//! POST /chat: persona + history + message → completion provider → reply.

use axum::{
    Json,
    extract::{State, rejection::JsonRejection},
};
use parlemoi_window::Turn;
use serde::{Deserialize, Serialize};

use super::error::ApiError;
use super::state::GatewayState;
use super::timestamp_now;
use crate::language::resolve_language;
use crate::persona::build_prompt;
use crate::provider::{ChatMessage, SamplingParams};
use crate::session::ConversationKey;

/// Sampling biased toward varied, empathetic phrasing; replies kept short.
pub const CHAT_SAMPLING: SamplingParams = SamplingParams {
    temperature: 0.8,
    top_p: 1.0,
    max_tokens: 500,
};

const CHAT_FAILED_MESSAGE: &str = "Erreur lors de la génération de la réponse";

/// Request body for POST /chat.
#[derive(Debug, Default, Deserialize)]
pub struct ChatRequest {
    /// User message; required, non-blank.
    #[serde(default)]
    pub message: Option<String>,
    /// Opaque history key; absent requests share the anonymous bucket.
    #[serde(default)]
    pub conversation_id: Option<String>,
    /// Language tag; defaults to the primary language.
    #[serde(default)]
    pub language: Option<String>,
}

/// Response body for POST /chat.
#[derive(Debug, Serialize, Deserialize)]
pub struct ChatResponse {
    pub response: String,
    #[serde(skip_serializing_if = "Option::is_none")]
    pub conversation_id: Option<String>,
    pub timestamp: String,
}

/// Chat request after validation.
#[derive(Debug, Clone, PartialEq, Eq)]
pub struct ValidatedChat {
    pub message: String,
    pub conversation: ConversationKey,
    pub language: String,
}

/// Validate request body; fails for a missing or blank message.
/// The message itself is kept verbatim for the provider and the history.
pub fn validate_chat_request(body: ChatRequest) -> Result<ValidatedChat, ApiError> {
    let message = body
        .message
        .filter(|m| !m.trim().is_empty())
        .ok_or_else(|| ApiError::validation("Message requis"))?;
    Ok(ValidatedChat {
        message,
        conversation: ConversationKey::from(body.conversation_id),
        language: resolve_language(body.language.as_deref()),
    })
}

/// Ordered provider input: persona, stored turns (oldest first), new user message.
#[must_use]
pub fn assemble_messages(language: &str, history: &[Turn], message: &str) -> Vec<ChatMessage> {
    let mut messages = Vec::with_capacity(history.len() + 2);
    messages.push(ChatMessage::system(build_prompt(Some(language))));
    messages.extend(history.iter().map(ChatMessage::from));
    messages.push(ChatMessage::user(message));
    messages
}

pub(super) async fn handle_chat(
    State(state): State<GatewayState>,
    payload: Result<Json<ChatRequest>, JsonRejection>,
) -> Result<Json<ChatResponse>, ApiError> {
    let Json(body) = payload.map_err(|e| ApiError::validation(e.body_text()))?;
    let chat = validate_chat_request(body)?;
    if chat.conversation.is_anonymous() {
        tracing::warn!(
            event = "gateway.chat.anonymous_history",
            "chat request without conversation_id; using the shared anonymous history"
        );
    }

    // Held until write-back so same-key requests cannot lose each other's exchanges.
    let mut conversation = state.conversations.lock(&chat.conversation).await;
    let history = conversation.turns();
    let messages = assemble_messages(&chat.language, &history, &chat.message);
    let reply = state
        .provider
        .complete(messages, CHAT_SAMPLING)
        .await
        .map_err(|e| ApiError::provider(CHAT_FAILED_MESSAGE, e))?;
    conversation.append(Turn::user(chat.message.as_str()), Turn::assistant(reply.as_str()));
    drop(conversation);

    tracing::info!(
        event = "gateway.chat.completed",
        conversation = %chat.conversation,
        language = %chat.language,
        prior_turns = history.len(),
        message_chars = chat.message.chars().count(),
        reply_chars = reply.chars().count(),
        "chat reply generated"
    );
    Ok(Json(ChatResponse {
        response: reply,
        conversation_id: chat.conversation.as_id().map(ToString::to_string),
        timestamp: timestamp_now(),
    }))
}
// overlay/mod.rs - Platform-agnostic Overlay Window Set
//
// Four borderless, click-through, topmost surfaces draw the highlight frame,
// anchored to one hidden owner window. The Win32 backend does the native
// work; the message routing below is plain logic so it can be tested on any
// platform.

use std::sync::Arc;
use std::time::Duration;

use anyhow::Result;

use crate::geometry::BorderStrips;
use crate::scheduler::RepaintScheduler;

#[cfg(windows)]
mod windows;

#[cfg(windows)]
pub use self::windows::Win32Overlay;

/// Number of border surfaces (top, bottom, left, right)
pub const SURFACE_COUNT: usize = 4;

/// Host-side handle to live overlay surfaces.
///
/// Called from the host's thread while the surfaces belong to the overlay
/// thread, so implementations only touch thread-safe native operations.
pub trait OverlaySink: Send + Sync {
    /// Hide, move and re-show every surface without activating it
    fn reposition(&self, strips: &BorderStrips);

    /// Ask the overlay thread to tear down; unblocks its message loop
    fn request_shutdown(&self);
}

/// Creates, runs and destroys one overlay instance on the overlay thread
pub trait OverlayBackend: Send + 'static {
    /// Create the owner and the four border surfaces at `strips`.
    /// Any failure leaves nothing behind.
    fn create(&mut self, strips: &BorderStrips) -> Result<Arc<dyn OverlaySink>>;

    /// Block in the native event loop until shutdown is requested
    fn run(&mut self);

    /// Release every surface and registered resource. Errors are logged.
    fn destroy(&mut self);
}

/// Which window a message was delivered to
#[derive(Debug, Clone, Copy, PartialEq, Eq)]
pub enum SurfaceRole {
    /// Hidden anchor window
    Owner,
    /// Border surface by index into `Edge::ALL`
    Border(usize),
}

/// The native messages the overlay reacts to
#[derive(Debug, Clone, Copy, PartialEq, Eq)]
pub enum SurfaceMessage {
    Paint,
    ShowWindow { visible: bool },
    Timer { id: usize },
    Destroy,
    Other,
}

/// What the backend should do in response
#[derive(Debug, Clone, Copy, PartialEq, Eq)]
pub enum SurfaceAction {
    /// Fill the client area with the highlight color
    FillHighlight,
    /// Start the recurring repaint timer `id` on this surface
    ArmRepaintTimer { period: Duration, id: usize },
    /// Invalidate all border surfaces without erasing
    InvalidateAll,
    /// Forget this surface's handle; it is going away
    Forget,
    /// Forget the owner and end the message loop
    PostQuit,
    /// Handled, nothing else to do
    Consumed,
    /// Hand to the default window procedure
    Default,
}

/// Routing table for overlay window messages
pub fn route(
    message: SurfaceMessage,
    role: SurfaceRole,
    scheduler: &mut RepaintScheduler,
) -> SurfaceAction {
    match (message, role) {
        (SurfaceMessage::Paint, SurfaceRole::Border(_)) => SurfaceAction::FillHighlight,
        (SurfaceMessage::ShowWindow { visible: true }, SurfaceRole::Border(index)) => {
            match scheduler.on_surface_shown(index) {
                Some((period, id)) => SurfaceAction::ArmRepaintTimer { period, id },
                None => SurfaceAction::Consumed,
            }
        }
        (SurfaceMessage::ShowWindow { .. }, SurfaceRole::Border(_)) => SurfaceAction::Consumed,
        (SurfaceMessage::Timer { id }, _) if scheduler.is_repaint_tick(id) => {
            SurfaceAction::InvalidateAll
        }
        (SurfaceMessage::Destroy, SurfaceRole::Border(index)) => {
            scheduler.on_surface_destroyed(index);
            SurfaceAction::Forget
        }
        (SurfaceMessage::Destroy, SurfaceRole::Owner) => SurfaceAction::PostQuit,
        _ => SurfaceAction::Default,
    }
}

### WHAT IS EXPECTED
When you answer, repeat every record exactly, omitting nothing.

### SOLUTION FOR THIS PROBLEM
//! POST /chat: persona + history + message → completion provider → reply.

use axum::{
    Json,
    extract::{State, rejection::JsonRejection},
};
use parlemoi_window::Turn;
use serde::{Deserialize, Serialize};

use super::error::ApiError;
use super::state::GatewayState;
use super::timestamp_now;
use crate::language::resolve_language;
use crate::persona::build_prompt;
use crate::provider::{ChatMessage, SamplingParams};
use crate::session::ConversationKey;

/// Sampling biased toward varied, empathetic phrasing; replies kept short.
pub const CHAT_SAMPLING: SamplingParams = SamplingParams {
    temperature: 0.8,
    top_p: 1.0,
    max_tokens: 500,
};

const CHAT_FAILED_MESSAGE: &str = "Erreur lors de la génération de la réponse";

/// Request body for POST /chat.
#[derive(Debug, Default, Deserialize)]
pub struct ChatRequest {
    /// User message; required, non-blank.
    #[serde(default)]
    pub message: Option<String>,
    /// Opaque history key; absent requests share the anonymous bucket.
    #[serde(default)]
    pub conversation_id: Option<String>,
    /// Language tag; defaults to the primary language.
    #[serde(default)]
    pub language: Option<String>,
}

/// Response body for POST /chat.
#[derive(Debug, Serialize, Deserialize)]
pub struct ChatResponse {
    pub response: String,
    #[serde(skip_serializing_if = "Option::is_none")]
    pub conversation_id: Option<String>,
    pub timestamp: String,
}

/// Chat request after validation.
#[derive(Debug, Clone, PartialEq, Eq)]
pub struct ValidatedChat {
    pub message: String,
    pub conversation: ConversationKey,
    pub language: String,
}

/// Validate request body; fails for a missing or blank message.
/// The message itself is kept verbatim for the provider and the history.
pub fn validate_chat_request(body: ChatRequest) -> Result<ValidatedChat, ApiError> {
    let message = body
        .message
        .filter(|m| !m.trim().is_empty())
        .ok_or_else(|| ApiError::validation("Message requis"))?;
    Ok(ValidatedChat {
        message,
        conversation: ConversationKey::from(body.conversation_id),
        language: resolve_language(body.language.as_deref()),
    })
}

/// Ordered provider input: persona, stored turns (oldest first), new user message.
#[must_use]
pub fn assemble_messages(language: &str, history: &[Turn], message: &str) -> Vec<ChatMessage> {
    let mut messages = Vec::with_capacity(history.len() + 2);
    messages.push(ChatMessage::system(build_prompt(Some(language))));
    messages.extend(history.iter().map(ChatMessage::from));
    messages.push(ChatMessage::user(message));
    messages
}

pub(super) async fn handle_chat(
    State(state): State<GatewayState>,
    payload: Result<Json<ChatRequest>, JsonRejection>,
) -> Result<Json<ChatResponse>, ApiError> {
    let Json(body) = payload.map_err(|e| ApiError::validation(e.body_text()))?;
    let chat = validate_chat_request(body)?;
    if chat.conversation.is_anonymous() {
        tracing::warn!(
            event = "gateway.chat.anonymous_history",
            "chat request without conversation_id; using the shared anonymous history"
        );
    }

    // Held until write-back so same-key requests cannot lose each other's exchanges.
    let mut conversation = state.conversations.lock(&chat.conversation).await;
    let history = conversation.turns();
    let messages = assemble_messages(&chat.language, &history, &chat.message);
    let reply = state
        .provider
        .complete(messages, CHAT_SAMPLING)
        .await
        .map_err(|e| ApiError::provider(CHAT_FAILED_MESSAGE, e))?;
    conversation.append(Turn::user(chat.message.as_str()), Turn::assistant(reply.as_str()));
    drop(conversation);

    tracing::info!(
        event = "gateway.chat.completed",
        conversation = %chat.conversation,
        language = %chat.language,
        prior_turns = history.len(),
        message_chars = chat.message.chars().count(),
        reply_chars = reply.chars().count(),
        "chat reply generated"
    );
    Ok(Json(ChatResponse {
        response: reply,
        conversation_id: chat.conversation.as_id().map(ToString::to_string),
        timestamp: timestamp_now(),
    }))
}
// overlay/mod.rs - Platform-agnostic Overlay Window Set
//
// Four borderless, click-through, topmost surfaces draw the highlight frame,
// anchored to one hidden owner window. The Win32 backend does the native
// work; the message routing below is plain logic so it can be tested on any
// platform.

use std::sync::Arc;
use std::time::Duration;

use anyhow::Result;

use crate::geometry::BorderStrips;
use crate::scheduler::RepaintScheduler;

#[cfg(windows)]
mod windows;

#[cfg(windows)]
pub use self::windows::Win32Overlay;

/// Number of border surfaces (top, bottom, left, right)
pub const SURFACE_COUNT: usize = 4;

/// Host-side handle to live overlay surfaces.
///
/// Called from the host's thread while the surfaces belong to the overlay
/// thread, so implementations only touch thread-safe native operations.
pub trait OverlaySink: Send + Sync {
    /// Hide, move and re-show every surface without activating it
    fn reposition(&self, strips: &BorderStrips);

    /// Ask the overlay thread to tear down; unblocks its message loop
    fn request_shutdown(&self);
}

/// Creates, runs and destroys one overlay instance on the overlay thread
pub trait OverlayBackend: Send + 'static {
    /// Create the owner and the four border surfaces at `strips`.
    /// Any failure leaves nothing behind.
    fn create(&mut self, strips: &BorderStrips) -> Result<Arc<dyn OverlaySink>>;

    /// Block in the native event loop until shutdown is requested
    fn run(&mut self);

    /// Release every surface and registered resource. Errors are logged.
    fn destroy(&mut self);
}

/// Which window a message was delivered to
#[derive(Debug, Clone, Copy, PartialEq, Eq)]
pub enum SurfaceRole {
    /// Hidden anchor window
    Owner,
    /// Border surface by index into `Edge::ALL`
    Border(usize),
}

/// The native messages the overlay reacts to
#[derive(Debug, Clone, Copy, PartialEq, Eq)]
pub enum SurfaceMessage {
    Paint,
    ShowWindow { visible: bool },
    Timer { id: usize },
    Destroy,
    Other,
}

/// What the backend should do in response
#[derive(Debug, Clone, Copy, PartialEq, Eq)]
pub enum SurfaceAction {
    /// Fill the client area with the highlight color
    FillHighlight,
    /// Start the recurring repaint timer `id` on this surface
    ArmRepaintTimer { period: Duration, id: usize },
    /// Invalidate all border surfaces without erasing
    InvalidateAll,
    /// Forget this surface's handle; it is going away
    Forget,
    /// Forget the owner and end the message loop
    PostQuit,
    /// Handled, nothing else to do
    Consumed,
    /// Hand to the default window procedure
    Default,
}

/// Routing table for overlay window messages
pub fn route(
    message: SurfaceMessage,
    role: SurfaceRole,
    scheduler: &mut RepaintScheduler,
) -> SurfaceAction {
    match (message, role) {
        (SurfaceMessage::Paint, SurfaceRole::Border(_)) => SurfaceAction::FillHighlight,
        (SurfaceMessage::ShowWindow { visible: true }, SurfaceRole::Border(index)) => {
            match scheduler.on_surface_shown(index) {
                Some((period, id)) => SurfaceAction::ArmRepaintTimer { period, id },
                None => SurfaceAction::Consumed,
            }
        }
        (SurfaceMessage::ShowWindow { .. }, SurfaceRole::Border(_)) => SurfaceAction::Consumed,
        (SurfaceMessage::Timer { id }, _) if scheduler.is_repaint_tick(id) => {
            SurfaceAction::InvalidateAll
        }
        (SurfaceMessage::Destroy, SurfaceRole::Border(index)) => {
            scheduler.on_surface_destroyed(index);
            SurfaceAction::Forget
        }
        (SurfaceMessage::Destroy, SurfaceRole::Owner) => SurfaceAction::PostQuit,
        _ => SurfaceAction::Default,
    }
}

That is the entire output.